*YOUR INSTRUCTIONS*:
Show all lines from the data that include the word "ratatui".

(Items from a dataset)

-- Opening Marker --

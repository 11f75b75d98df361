//! `askpdf ask`: one submission without a screen, driven through the same core.

use std::path::PathBuf;
use std::process::ExitCode;
use std::time::Duration;

use anyhow::{bail, Context};
use askpdf_core::{update, AppState, Msg, SelectedFile, SubmitOutcome};
use askpdf_logging::askpdf_debug;

use super::config::AppConfig;
use super::effects::EffectRunner;

/// Exit status when the form was incomplete and nothing was sent.
const EXIT_NOTHING_SENT: u8 = 2;
const WAIT_SLICE: Duration = Duration::from_secs(1);

pub fn run_ask(config: &AppConfig, query: String, files: Vec<PathBuf>) -> anyhow::Result<ExitCode> {
    let runner = EffectRunner::new(config.submit_settings()).context("starting engine")?;
    let (answer, outcome) = ask(&runner, query, files)?;

    match outcome {
        None => {
            eprintln!("Nothing to submit: select at least one file and enter a question.");
            Ok(ExitCode::from(EXIT_NOTHING_SENT))
        }
        Some(outcome) => {
            println!("{answer}");
            Ok(match outcome {
                SubmitOutcome::Answered(_) => ExitCode::SUCCESS,
                SubmitOutcome::Failed => ExitCode::FAILURE,
            })
        }
    }
}

/// Returns the text the form would show and how the request ended, or
/// `None` for the outcome when the submission was blocked.
fn ask(
    runner: &EffectRunner,
    query: String,
    files: Vec<PathBuf>,
) -> anyhow::Result<(String, Option<SubmitOutcome>)> {
    let selection = files.into_iter().map(SelectedFile::from_path).collect();
    let mut state = AppState::new();
    for msg in [
        Msg::FilesSelected(selection),
        Msg::QueryChanged(query),
        Msg::SubmitClicked,
    ] {
        let (next, effects) = update(state, msg);
        state = next;
        runner.enqueue(effects);
    }
    if !state.is_loading() {
        return Ok((String::new(), None));
    }

    let mut outcome = None;
    while state.is_loading() {
        // No deadline here; `--timeout` bounds the request itself.
        let Some(msg) = runner
            .wait(WAIT_SLICE)
            .context("waiting for the backend answer")?
        else {
            askpdf_debug!("Still waiting for the backend");
            continue;
        };
        if let Msg::SubmitCompleted { outcome: done, .. } = &msg {
            outcome = Some(done.clone());
        }
        let (next, effects) = update(state, msg);
        state = next;
        runner.enqueue(effects);
    }

    let Some(outcome) = outcome else {
        bail!("request finished without a completion");
    };
    Ok((state.view().answer.unwrap_or_default(), Some(outcome)))
}

#[cfg(test)]
mod tests {
    use askpdf_core::BACKEND_ERROR_MESSAGE;
    use askpdf_engine::SubmitSettings;
    use serde_json::json;
    use url::Url;
    use wiremock::matchers::method;
    use wiremock::{Mock, MockServer, ResponseTemplate};

    use super::*;

    fn runner_for(url: &str) -> EffectRunner {
        EffectRunner::new(SubmitSettings::new(Url::parse(url).unwrap())).unwrap()
    }

    #[tokio::test(flavor = "multi_thread")]
    async fn ask_prints_backend_answer() {
        let server = MockServer::start().await;
        Mock::given(method("POST"))
            .respond_with(
                ResponseTemplate::new(200).set_body_json(json!({ "result": "# Result\nok" })),
            )
            .expect(1)
            .mount(&server)
            .await;

        let dir = tempfile::tempdir().unwrap();
        let file = dir.path().join("scan.pdf");
        std::fs::write(&file, b"%PDF-1.6").unwrap();

        let runner = runner_for(&server.uri());
        let (answer, outcome) = tokio::task::spawn_blocking(move || {
            ask(&runner, "summary".to_string(), vec![file]).unwrap()
        })
        .await
        .unwrap();

        assert_eq!(answer, "# Result\nok");
        assert_eq!(
            outcome,
            Some(SubmitOutcome::Answered("# Result\nok".to_string()))
        );
    }

    #[test]
    fn unreadable_file_yields_fallback_message() {
        let dir = tempfile::tempdir().unwrap();
        let runner = runner_for("http://127.0.0.1:9/ask");

        let (answer, outcome) = ask(
            &runner,
            "summary".to_string(),
            vec![dir.path().join("missing.pdf")],
        )
        .unwrap();
        assert_eq!(answer, BACKEND_ERROR_MESSAGE);
        assert_eq!(outcome, Some(SubmitOutcome::Failed));
    }

    #[test]
    fn blocked_submission_sends_nothing() {
        let runner = runner_for("http://127.0.0.1:9/ask");
        let (answer, outcome) = ask(&runner, String::new(), vec![PathBuf::from("a.pdf")]).unwrap();
        assert!(answer.is_empty());
        assert_eq!(outcome, None);
        assert!(runner.poll().is_empty());
    }
}
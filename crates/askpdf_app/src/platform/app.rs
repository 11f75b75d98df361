use std::io::stdout;
use std::time::Duration;

use anyhow::Context;
use askpdf_core::{update, AppState, Msg};
use askpdf_logging::{askpdf_debug, askpdf_info};
use ratatui::crossterm::event::{
    self, DisableBracketedPaste, DisableMouseCapture, EnableBracketedPaste, EnableMouseCapture,
};
use ratatui::crossterm::execute;
use ratatui::DefaultTerminal;

use super::config::AppConfig;
use super::effects::EffectRunner;
use super::input::FormUi;
use super::ui;
use super::ui::layout::FormAreas;

/// How long to wait for terminal input before checking engine results.
const POLL_INTERVAL: Duration = Duration::from_millis(100);

pub fn run_app(config: &AppConfig) -> anyhow::Result<()> {
    askpdf_info!("Starting form, backend={}", config.backend_url);
    let runner = EffectRunner::new(config.submit_settings()).context("starting engine")?;

    let mut terminal = ratatui::try_init().context("initializing terminal")?;
    // Bracketed paste is how terminals hand over dropped files.
    if let Err(err) = execute!(stdout(), EnableBracketedPaste, EnableMouseCapture) {
        ratatui::restore();
        return Err(err).context("enabling paste and mouse capture");
    }

    let result = FormApp::new(runner).run(&mut terminal);

    let _ = execute!(stdout(), DisableBracketedPaste, DisableMouseCapture);
    ratatui::restore();
    result
}

struct FormApp {
    state: AppState,
    ui: FormUi,
    areas: FormAreas,
    runner: EffectRunner,
}

impl FormApp {
    fn new(runner: EffectRunner) -> Self {
        Self {
            state: AppState::new(),
            ui: FormUi::default(),
            areas: FormAreas::default(),
            runner,
        }
    }

    fn run(&mut self, terminal: &mut DefaultTerminal) -> anyhow::Result<()> {
        let mut needs_draw = true;

        while !self.ui.should_quit() {
            for msg in self.runner.poll() {
                self.dispatch_msg(msg);
            }
            if self.state.consume_dirty() {
                needs_draw = true;
            }

            if needs_draw {
                self.draw(terminal)?;
                needs_draw = false;
            }

            if event::poll(POLL_INTERVAL)? {
                let event = event::read()?;
                let view = self.state.view();
                for msg in self.ui.handle_event(&event, &view, &self.areas) {
                    self.dispatch_msg(msg);
                }
                needs_draw = true;
            } else if self.state.is_loading() {
                self.ui.advance_spinner();
                needs_draw = true;
            }
        }

        askpdf_info!("Form closed");
        Ok(())
    }

    fn draw(&mut self, terminal: &mut DefaultTerminal) -> anyhow::Result<()> {
        let view = self.state.view();
        let form_ui = &self.ui;
        let mut areas = self.areas;
        terminal.draw(|frame| {
            areas = ui::layout::compute(frame.area(), view.file_count);
            ui::render::render(frame, &areas, &view, form_ui);
        })?;
        self.areas = areas;
        Ok(())
    }

    fn dispatch_msg(&mut self, msg: Msg) {
        askpdf_debug!("dispatch {}", msg_label(&msg));
        let state = std::mem::take(&mut self.state);
        let (state, effects) = update(state, msg);
        self.state = state;
        self.runner.enqueue(effects);
    }
}

/// Message name without payload; queries and answers stay out of debug logs.
fn msg_label(msg: &Msg) -> &'static str {
    match msg {
        Msg::FilesSelected(_) => "FilesSelected",
        Msg::DragOver => "DragOver",
        Msg::DragLeave => "DragLeave",
        Msg::FilesDropped(_) => "FilesDropped",
        Msg::QueryChanged(_) => "QueryChanged",
        Msg::SubmitClicked => "SubmitClicked",
        Msg::SubmitCompleted { .. } => "SubmitCompleted",
    }
}
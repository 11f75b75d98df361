use std::path::{Path, PathBuf};
use std::time::Duration;

use askpdf_engine::{
    FailureKind, QueryAnswer, QueryRequest, ReqwestSubmitter, SubmitSettings, Submitter,
};
use pretty_assertions::assert_eq;
use serde_json::json;
use tempfile::TempDir;
use url::Url;
use wiremock::matchers::{method, path};
use wiremock::{Mock, MockServer, ResponseTemplate};

fn write_pdf(dir: &Path, name: &str, body: &[u8]) -> PathBuf {
    let path = dir.join(name);
    std::fs::write(&path, body).unwrap();
    path
}

fn submitter_for(server: &MockServer, route: &str) -> ReqwestSubmitter {
    let url = Url::parse(&format!("{}{}", server.uri(), route)).unwrap();
    ReqwestSubmitter::new(SubmitSettings::new(url)).unwrap()
}

#[tokio::test]
async fn posts_files_and_query_as_multipart() {
    let server = MockServer::start().await;
    Mock::given(method("POST"))
        .and(path("/ask"))
        .respond_with(ResponseTemplate::new(200).set_body_json(json!({
            "result": "## Findings\n- stage II"
        })))
        .expect(1)
        .mount(&server)
        .await;

    let dir = TempDir::new().unwrap();
    let first = write_pdf(dir.path(), "first.pdf", b"%PDF-1.4 first");
    let second = write_pdf(dir.path(), "second.pdf", b"%PDF-1.4 second");

    let submitter = submitter_for(&server, "/ask");
    let answer = submitter
        .submit(&QueryRequest {
            files: vec![first, second],
            query: "What stage?".to_string(),
        })
        .await
        .expect("answer");
    assert_eq!(
        answer,
        QueryAnswer {
            result: "## Findings\n- stage II".to_string()
        }
    );

    let requests = server.received_requests().await.unwrap();
    assert_eq!(requests.len(), 1);
    let request = &requests[0];
    let content_type = request
        .headers
        .get("content-type")
        .and_then(|value| value.to_str().ok())
        .unwrap_or_default()
        .to_string();
    assert!(content_type.starts_with("multipart/form-data"));

    let body = String::from_utf8_lossy(&request.body);
    assert_eq!(body.matches("name=\"files\"").count(), 2);
    assert_eq!(body.matches("name=\"query\"").count(), 1);
    assert_eq!(body.matches("application/pdf").count(), 2);

    let first_at = body.find("filename=\"first.pdf\"").expect("first part");
    let second_at = body.find("filename=\"second.pdf\"").expect("second part");
    let query_at = body.find("name=\"query\"").expect("query part");
    assert!(first_at < second_at && second_at < query_at);
    assert!(body.contains("%PDF-1.4 first"));
    assert!(body.contains("What stage?"));
}

#[tokio::test]
async fn non_json_body_is_decode_failure() {
    let server = MockServer::start().await;
    Mock::given(method("POST"))
        .respond_with(ResponseTemplate::new(200).set_body_string("<html>oops</html>"))
        .mount(&server)
        .await;

    let dir = TempDir::new().unwrap();
    let file = write_pdf(dir.path(), "a.pdf", b"%PDF");

    let err = submitter_for(&server, "/")
        .submit(&QueryRequest {
            files: vec![file],
            query: "q".to_string(),
        })
        .await
        .unwrap_err();
    assert_eq!(err.kind, FailureKind::Decode);
}

#[tokio::test]
async fn missing_or_non_string_result_is_decode_failure() {
    let server = MockServer::start().await;
    Mock::given(method("POST"))
        .and(path("/missing"))
        .respond_with(ResponseTemplate::new(200).set_body_json(json!({ "answer": "x" })))
        .mount(&server)
        .await;
    Mock::given(method("POST"))
        .and(path("/number"))
        .respond_with(ResponseTemplate::new(200).set_body_json(json!({ "result": 42 })))
        .mount(&server)
        .await;

    let dir = TempDir::new().unwrap();
    let file = write_pdf(dir.path(), "a.pdf", b"%PDF");
    let request = QueryRequest {
        files: vec![file],
        query: "q".to_string(),
    };

    for route in ["/missing", "/number"] {
        let err = submitter_for(&server, route)
            .submit(&request)
            .await
            .unwrap_err();
        assert_eq!(err.kind, FailureKind::Decode, "route {route}");
    }
}

#[tokio::test]
async fn error_status_with_result_body_is_still_an_answer() {
    let server = MockServer::start().await;
    Mock::given(method("POST"))
        .respond_with(
            ResponseTemplate::new(500).set_body_json(json!({ "result": "model overloaded" })),
        )
        .mount(&server)
        .await;

    let dir = TempDir::new().unwrap();
    let file = write_pdf(dir.path(), "a.pdf", b"%PDF");

    let answer = submitter_for(&server, "/")
        .submit(&QueryRequest {
            files: vec![file],
            query: "q".to_string(),
        })
        .await
        .unwrap();
    assert_eq!(answer.result, "model overloaded");
}

#[tokio::test]
async fn unreadable_file_fails_before_any_request() {
    let server = MockServer::start().await;
    Mock::given(method("POST"))
        .respond_with(ResponseTemplate::new(200).set_body_json(json!({ "result": "x" })))
        .expect(0)
        .mount(&server)
        .await;

    let dir = TempDir::new().unwrap();
    let present = write_pdf(dir.path(), "a.pdf", b"%PDF");
    let missing = dir.path().join("missing.pdf");

    let err = submitter_for(&server, "/")
        .submit(&QueryRequest {
            files: vec![present, missing.clone()],
            query: "q".to_string(),
        })
        .await
        .unwrap_err();
    assert_eq!(err.kind, FailureKind::ReadFile { path: missing });
    assert!(server.received_requests().await.unwrap().is_empty());
}

#[tokio::test]
async fn request_timeout_is_reported_when_configured() {
    let server = MockServer::start().await;
    Mock::given(method("POST"))
        .respond_with(
            ResponseTemplate::new(200)
                .set_delay(Duration::from_millis(300))
                .set_body_json(json!({ "result": "late" })),
        )
        .mount(&server)
        .await;

    let dir = TempDir::new().unwrap();
    let file = write_pdf(dir.path(), "a.pdf", b"%PDF");

    let settings = SubmitSettings {
        request_timeout: Some(Duration::from_millis(50)),
        ..SubmitSettings::new(Url::parse(&server.uri()).unwrap())
    };
    let err = ReqwestSubmitter::new(settings)
        .unwrap()
        .submit(&QueryRequest {
            files: vec![file],
            query: "q".to_string(),
        })
        .await
        .unwrap_err();
    assert_eq!(err.kind, FailureKind::Timeout);
}

#[tokio::test]
async fn non_http_scheme_is_rejected() {
    let settings = SubmitSettings::new(Url::parse("ftp://backend.example/ask").unwrap());
    let err = ReqwestSubmitter::new(settings)
        .unwrap()
        .submit(&QueryRequest {
            files: Vec::new(),
            query: "q".to_string(),
        })
        .await
        .unwrap_err();
    assert_eq!(err.kind, FailureKind::InvalidUrl);
}

#[tokio::test]
async fn refused_connection_is_network_failure() {
    // Bind then drop a listener to get a local port nobody is serving.
    let port = {
        let listener = std::net::TcpListener::bind("127.0.0.1:0").unwrap();
        listener.local_addr().unwrap().port()
    };
    let dir = TempDir::new().unwrap();
    let file = write_pdf(dir.path(), "a.pdf", b"%PDF");

    let url = Url::parse(&format!("http://127.0.0.1:{port}/ask")).unwrap();
    let err = ReqwestSubmitter::new(SubmitSettings::new(url))
        .unwrap()
        .submit(&QueryRequest {
            files: vec![file],
            query: "q".to_string(),
        })
        .await
        .unwrap_err();
    assert_eq!(err.kind, FailureKind::Network);
}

-- Closing Marker --

*RESULT BELOW*:
use ratatui::crossterm::event::{
use ratatui::crossterm::execute;
use ratatui::DefaultTerminal;
    let mut terminal = ratatui::try_init().context("initializing terminal")?;
        ratatui::restore();
    ratatui::restore();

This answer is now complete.